As an increasing number of pre-clinical studies provide evidence in support of a regenerative rehabilitation paradigm to enhance outcomes, there is a need to better define how such strategies may be most effectively and efficiently tested in a clinical setting. Study design of a clinical trial to test a single intervention is often challenging owing to the need to recruit an adequate number of subjects, minimize the risk for bias, and identify primary outcome variables that will best identify the presence or absence of a treatment effect. When considering a combinatorial approach, such as the use of rehabilitation together with cellular therapeutics, the challenges increase substantially. Iijima and colleagues take an important first step towards better understanding the rigor with which the efficacy of cellular therapies are being tested in individuals with knee osteoarthritis (OA),5 a patient population that has consistently been shown to benefit from participation in rehabilitation programs.6 Meta-analysis of 35 studies investigating the transplantation of mesenchymal stem cells (MSCs) revealed not only that MSC implantation decreases OA pain levels, but that those studies that included a rehabilitation component were associated with improved self-reported physical functioning. The investigators raise the important point that none of the studies stratified patients according to the presence of a rehabilitation program, and they highlight the need for future studies to evaluate the potential synergy of physical therapeutics and MSC transplantation in the treatment of individuals with OA.
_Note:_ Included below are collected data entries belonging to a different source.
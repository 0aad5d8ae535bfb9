//! Core-Domänentypen: Dokument, Neon-Pfade, Geometrie, Kamera.
//! Frei von UI- und App-State-Abhängigkeiten.

pub mod camera;
pub mod document;
pub mod geometry;
pub mod neon_path;

pub use camera::CanvasTransform;
pub use document::NeonDocument;
pub use geometry::{PolylineHit, Rect};
pub use neon_path::NeonPath;
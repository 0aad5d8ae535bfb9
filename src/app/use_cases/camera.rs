//! Kamera-Use-Cases: Pan, Zoom, Reset.

use crate::app::AppState;
use glam::Vec2;

/// Setzt die Canvas-Transformation zurück (1:1, Ursprung oben links).
pub fn reset_camera(state: &mut AppState) {
    state.view.canvas_transform = crate::core::CanvasTransform::new();
}

/// Stufenweiser Zoom auf die Viewport-Mitte.
pub fn zoom_step(state: &mut AppState, zoom_in: bool) {
    let step = state.options.camera_zoom_step;
    let factor = if zoom_in { step } else { 1.0 / step };
    let center = Vec2::new(
        state.view.viewport_size[0] * 0.5,
        state.view.viewport_size[1] * 0.5,
    );
    state.view.canvas_transform.zoom_towards(factor, center);
}

/// Verschiebt die Ansicht um ein Screen-Delta.
pub fn pan(state: &mut AppState, delta_screen: Vec2) {
    state.view.canvas_transform.pan(delta_screen);
}

/// Zoomt um einen Faktor auf einen Screen-Fokuspunkt.
pub fn zoom_towards(state: &mut AppState, factor: f32, focus_screen: Vec2) {
    state.view.canvas_transform.zoom_towards(factor, focus_screen);
}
While the emergence of regenerative rehabilitation is exciting for its conceptual innovation and for its potential to significantly improve the efficacy of regenerative medicine therapeutics, there is a crucial need for commitment from funding agencies to foster these multidisciplinary collaborations in order for the field to grow. In a paper reflecting the perspectives of the Veterans Administration, the Department of Defense, the National Institutes of Health and the National Science Foundation, representatives from each institution converged to present a call for increased research in the field of regenerative rehabilitation.7 Each agency submitted a statement that outlines its respective interests in the field. The paper also summarizes key drivers that support the need for a paradigm shift in the way scientists and clinicians tackle the contemporary medical needs of civilian and military populations.

These articles exemplify the potential of regenerative rehabilitation to help accelerate advances in research and clinical practice for a broad array of pathologies, and they illustrate the continued progress toward the integration of regenerative medicine technologies with physical therapeutics. Furthermore, this collection highlights the ongoing commitment of npj Regenerative Medicine to serving as a venue for the publication of regenerative rehabilitation studies.